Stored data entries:
______________________________
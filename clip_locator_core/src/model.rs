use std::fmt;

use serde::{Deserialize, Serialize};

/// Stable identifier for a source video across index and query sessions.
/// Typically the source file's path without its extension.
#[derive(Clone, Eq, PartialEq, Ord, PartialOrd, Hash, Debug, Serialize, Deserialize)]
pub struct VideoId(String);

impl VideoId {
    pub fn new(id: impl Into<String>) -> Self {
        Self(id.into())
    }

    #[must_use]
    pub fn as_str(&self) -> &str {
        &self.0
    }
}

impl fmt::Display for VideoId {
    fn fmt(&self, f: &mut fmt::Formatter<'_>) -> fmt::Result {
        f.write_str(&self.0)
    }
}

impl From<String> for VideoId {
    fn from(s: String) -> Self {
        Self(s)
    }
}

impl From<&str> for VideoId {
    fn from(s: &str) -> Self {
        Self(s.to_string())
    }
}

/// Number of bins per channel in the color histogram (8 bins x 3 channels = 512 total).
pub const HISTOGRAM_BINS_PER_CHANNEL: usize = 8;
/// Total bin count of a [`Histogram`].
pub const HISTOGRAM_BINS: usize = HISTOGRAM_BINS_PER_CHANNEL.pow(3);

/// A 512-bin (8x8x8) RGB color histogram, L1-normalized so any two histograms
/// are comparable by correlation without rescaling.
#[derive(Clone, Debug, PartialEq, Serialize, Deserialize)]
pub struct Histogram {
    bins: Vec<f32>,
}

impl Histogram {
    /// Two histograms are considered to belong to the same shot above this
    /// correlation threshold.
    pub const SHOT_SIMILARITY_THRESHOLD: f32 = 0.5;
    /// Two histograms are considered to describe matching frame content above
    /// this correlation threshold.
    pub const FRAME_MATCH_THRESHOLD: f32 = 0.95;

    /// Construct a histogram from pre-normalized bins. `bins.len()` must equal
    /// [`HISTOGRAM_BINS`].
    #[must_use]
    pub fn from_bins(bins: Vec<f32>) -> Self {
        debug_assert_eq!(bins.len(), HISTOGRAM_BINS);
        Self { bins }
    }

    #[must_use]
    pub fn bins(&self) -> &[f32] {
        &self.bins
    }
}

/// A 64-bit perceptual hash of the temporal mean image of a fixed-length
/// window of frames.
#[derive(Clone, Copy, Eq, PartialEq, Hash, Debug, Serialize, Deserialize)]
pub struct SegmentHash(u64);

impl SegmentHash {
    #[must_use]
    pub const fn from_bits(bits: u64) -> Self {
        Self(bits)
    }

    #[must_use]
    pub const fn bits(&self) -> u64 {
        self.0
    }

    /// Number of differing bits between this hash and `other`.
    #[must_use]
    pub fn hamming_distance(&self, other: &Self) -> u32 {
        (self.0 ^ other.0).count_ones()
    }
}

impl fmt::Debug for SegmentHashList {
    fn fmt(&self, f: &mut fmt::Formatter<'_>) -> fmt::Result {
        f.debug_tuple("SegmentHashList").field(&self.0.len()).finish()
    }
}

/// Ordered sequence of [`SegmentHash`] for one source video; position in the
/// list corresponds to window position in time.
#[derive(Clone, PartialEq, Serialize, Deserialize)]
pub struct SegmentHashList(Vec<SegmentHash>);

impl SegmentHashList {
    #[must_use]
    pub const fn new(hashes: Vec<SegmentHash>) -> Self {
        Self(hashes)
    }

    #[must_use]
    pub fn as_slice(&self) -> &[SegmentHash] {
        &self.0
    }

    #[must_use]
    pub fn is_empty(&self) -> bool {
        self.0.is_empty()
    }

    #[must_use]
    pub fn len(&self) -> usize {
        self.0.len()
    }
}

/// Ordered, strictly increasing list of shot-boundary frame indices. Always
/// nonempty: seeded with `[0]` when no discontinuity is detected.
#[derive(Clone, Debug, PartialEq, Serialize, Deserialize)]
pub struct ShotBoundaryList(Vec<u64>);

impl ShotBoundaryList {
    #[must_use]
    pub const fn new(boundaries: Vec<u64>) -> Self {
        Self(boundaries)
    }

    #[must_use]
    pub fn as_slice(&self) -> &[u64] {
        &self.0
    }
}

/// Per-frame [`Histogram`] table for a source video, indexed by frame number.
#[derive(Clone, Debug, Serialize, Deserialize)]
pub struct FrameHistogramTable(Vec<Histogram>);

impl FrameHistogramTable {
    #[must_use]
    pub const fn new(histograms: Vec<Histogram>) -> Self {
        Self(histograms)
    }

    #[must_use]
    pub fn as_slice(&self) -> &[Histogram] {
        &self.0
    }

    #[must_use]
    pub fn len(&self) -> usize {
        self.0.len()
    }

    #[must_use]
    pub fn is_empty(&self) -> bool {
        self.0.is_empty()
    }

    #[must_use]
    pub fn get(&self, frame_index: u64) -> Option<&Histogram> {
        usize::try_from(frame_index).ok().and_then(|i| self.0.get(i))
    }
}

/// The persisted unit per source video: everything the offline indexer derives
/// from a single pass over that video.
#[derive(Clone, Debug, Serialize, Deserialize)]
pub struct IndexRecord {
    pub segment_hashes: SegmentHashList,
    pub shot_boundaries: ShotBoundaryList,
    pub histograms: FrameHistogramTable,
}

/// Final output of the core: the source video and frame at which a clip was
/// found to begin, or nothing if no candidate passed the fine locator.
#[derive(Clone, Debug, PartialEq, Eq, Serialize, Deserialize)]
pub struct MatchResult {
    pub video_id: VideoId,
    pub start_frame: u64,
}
______________________________
> [Exercise requirements] Each line in the data that holds the string "bits" needs to be copied.

> [Result]
    pub const fn from_bits(bits: u64) -> Self {
        Self(bits)
    pub const fn bits(&self) -> u64 {
    /// Number of differing bits between this hash and `other`.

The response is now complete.